*** Opening of Dataset extract ***

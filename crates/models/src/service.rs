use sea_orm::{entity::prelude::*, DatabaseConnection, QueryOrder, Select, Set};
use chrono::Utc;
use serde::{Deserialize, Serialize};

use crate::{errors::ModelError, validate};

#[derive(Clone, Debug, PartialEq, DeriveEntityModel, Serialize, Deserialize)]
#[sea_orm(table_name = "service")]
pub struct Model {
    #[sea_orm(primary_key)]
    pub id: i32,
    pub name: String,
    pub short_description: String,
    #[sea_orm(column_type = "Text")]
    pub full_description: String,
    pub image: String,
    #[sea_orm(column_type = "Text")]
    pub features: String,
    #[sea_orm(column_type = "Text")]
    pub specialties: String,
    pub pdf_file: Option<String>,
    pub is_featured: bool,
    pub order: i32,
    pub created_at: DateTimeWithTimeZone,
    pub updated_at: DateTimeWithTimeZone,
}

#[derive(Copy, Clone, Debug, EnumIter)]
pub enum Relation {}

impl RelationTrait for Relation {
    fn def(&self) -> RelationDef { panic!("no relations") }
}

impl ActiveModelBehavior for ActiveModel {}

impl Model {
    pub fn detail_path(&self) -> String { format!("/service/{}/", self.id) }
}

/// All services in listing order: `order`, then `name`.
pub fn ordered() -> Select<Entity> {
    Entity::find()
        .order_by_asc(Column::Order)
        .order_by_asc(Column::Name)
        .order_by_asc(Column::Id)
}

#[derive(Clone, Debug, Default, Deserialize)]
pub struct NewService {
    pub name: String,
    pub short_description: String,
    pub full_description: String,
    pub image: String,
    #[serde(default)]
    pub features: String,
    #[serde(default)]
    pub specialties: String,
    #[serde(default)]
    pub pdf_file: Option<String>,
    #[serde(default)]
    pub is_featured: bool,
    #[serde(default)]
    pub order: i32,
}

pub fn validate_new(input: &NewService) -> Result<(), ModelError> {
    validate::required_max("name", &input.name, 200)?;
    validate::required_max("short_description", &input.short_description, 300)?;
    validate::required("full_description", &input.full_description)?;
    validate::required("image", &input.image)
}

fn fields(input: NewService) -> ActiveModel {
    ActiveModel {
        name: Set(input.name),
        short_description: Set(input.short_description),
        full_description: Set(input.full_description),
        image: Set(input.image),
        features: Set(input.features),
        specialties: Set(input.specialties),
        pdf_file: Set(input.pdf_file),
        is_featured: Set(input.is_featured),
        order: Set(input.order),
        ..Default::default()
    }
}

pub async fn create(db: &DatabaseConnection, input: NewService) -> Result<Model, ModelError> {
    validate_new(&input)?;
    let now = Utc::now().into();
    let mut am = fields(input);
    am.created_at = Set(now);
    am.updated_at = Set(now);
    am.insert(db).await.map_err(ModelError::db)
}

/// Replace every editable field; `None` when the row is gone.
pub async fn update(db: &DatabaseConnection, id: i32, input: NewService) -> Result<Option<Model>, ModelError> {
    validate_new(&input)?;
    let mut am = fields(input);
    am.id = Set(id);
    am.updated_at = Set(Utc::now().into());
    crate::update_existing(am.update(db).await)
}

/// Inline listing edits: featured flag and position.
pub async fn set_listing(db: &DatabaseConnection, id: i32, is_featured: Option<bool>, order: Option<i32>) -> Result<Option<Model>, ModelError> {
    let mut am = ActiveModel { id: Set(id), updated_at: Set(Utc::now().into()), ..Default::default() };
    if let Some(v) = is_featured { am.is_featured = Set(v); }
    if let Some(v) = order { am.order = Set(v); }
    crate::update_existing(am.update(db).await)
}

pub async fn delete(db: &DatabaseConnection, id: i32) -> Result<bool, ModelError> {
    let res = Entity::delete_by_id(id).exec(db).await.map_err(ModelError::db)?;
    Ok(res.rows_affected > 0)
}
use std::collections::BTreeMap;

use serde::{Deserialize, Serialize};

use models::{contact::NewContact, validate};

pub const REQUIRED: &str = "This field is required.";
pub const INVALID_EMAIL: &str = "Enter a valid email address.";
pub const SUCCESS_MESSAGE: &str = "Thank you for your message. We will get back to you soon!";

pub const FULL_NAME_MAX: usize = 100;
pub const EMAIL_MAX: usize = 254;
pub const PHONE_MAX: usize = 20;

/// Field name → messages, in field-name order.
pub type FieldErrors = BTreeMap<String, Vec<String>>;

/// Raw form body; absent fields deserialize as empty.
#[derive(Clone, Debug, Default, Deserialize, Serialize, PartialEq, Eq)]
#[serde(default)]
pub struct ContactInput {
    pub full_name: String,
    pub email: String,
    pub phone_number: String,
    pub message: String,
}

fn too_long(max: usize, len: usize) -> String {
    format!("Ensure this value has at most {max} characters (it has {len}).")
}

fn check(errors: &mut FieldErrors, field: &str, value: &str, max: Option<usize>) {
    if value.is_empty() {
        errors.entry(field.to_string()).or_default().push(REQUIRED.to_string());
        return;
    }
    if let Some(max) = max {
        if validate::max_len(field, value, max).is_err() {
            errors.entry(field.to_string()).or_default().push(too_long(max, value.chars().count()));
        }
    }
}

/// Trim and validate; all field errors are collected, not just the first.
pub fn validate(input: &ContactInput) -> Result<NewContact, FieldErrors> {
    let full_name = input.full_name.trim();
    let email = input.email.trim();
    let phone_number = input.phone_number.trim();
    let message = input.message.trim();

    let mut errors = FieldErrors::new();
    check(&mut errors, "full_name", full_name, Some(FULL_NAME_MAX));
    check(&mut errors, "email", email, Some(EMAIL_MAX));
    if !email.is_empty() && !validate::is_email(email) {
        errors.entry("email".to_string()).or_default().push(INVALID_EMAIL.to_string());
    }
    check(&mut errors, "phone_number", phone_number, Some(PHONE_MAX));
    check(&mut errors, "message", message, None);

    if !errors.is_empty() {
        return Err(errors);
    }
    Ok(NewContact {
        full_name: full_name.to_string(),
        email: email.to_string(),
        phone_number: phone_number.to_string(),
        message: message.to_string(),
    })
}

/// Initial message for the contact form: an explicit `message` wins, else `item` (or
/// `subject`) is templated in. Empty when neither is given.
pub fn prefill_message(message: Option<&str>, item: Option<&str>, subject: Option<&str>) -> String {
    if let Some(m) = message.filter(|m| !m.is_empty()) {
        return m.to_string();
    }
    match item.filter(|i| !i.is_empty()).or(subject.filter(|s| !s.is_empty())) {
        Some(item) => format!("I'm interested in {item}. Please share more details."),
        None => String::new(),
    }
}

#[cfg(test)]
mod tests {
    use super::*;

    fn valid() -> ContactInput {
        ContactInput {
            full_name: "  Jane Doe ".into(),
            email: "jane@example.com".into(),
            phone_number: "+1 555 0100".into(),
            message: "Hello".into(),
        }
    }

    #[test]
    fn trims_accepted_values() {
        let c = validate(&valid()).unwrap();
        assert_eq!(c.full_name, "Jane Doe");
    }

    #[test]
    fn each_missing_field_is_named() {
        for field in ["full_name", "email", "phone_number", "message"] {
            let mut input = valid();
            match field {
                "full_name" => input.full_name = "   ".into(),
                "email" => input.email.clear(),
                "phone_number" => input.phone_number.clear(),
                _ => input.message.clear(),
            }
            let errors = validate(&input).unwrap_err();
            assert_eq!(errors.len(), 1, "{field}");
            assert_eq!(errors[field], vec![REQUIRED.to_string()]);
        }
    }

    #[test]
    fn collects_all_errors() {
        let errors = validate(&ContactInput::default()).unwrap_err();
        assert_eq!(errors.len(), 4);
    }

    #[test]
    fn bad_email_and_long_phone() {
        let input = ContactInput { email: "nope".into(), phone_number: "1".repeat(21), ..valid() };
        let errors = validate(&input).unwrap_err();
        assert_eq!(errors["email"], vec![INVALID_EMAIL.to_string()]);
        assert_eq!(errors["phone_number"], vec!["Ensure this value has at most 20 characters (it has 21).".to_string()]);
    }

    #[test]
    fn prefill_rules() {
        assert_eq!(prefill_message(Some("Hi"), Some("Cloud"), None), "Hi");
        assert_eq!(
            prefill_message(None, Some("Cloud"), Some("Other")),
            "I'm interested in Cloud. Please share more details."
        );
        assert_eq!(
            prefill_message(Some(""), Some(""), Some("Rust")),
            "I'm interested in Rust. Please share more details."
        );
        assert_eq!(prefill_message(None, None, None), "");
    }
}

*** Close of Dataset extract ***

* _Your task_: Select every line in the records above that contains the word "into".

* _Final answer_:
    let now = Utc::now().into();
    am.updated_at = Set(Utc::now().into());
    let mut am = ActiveModel { id: Set(id), updated_at: Set(Utc::now().into()), ..Default::default() };
            full_name: "  Jane Doe ".into(),
            email: "jane@example.com".into(),
            phone_number: "+1 555 0100".into(),
            message: "Hello".into(),
                "full_name" => input.full_name = "   ".into(),
        let input = ContactInput { email: "nope".into(), phone_number: "1".repeat(21), ..valid() };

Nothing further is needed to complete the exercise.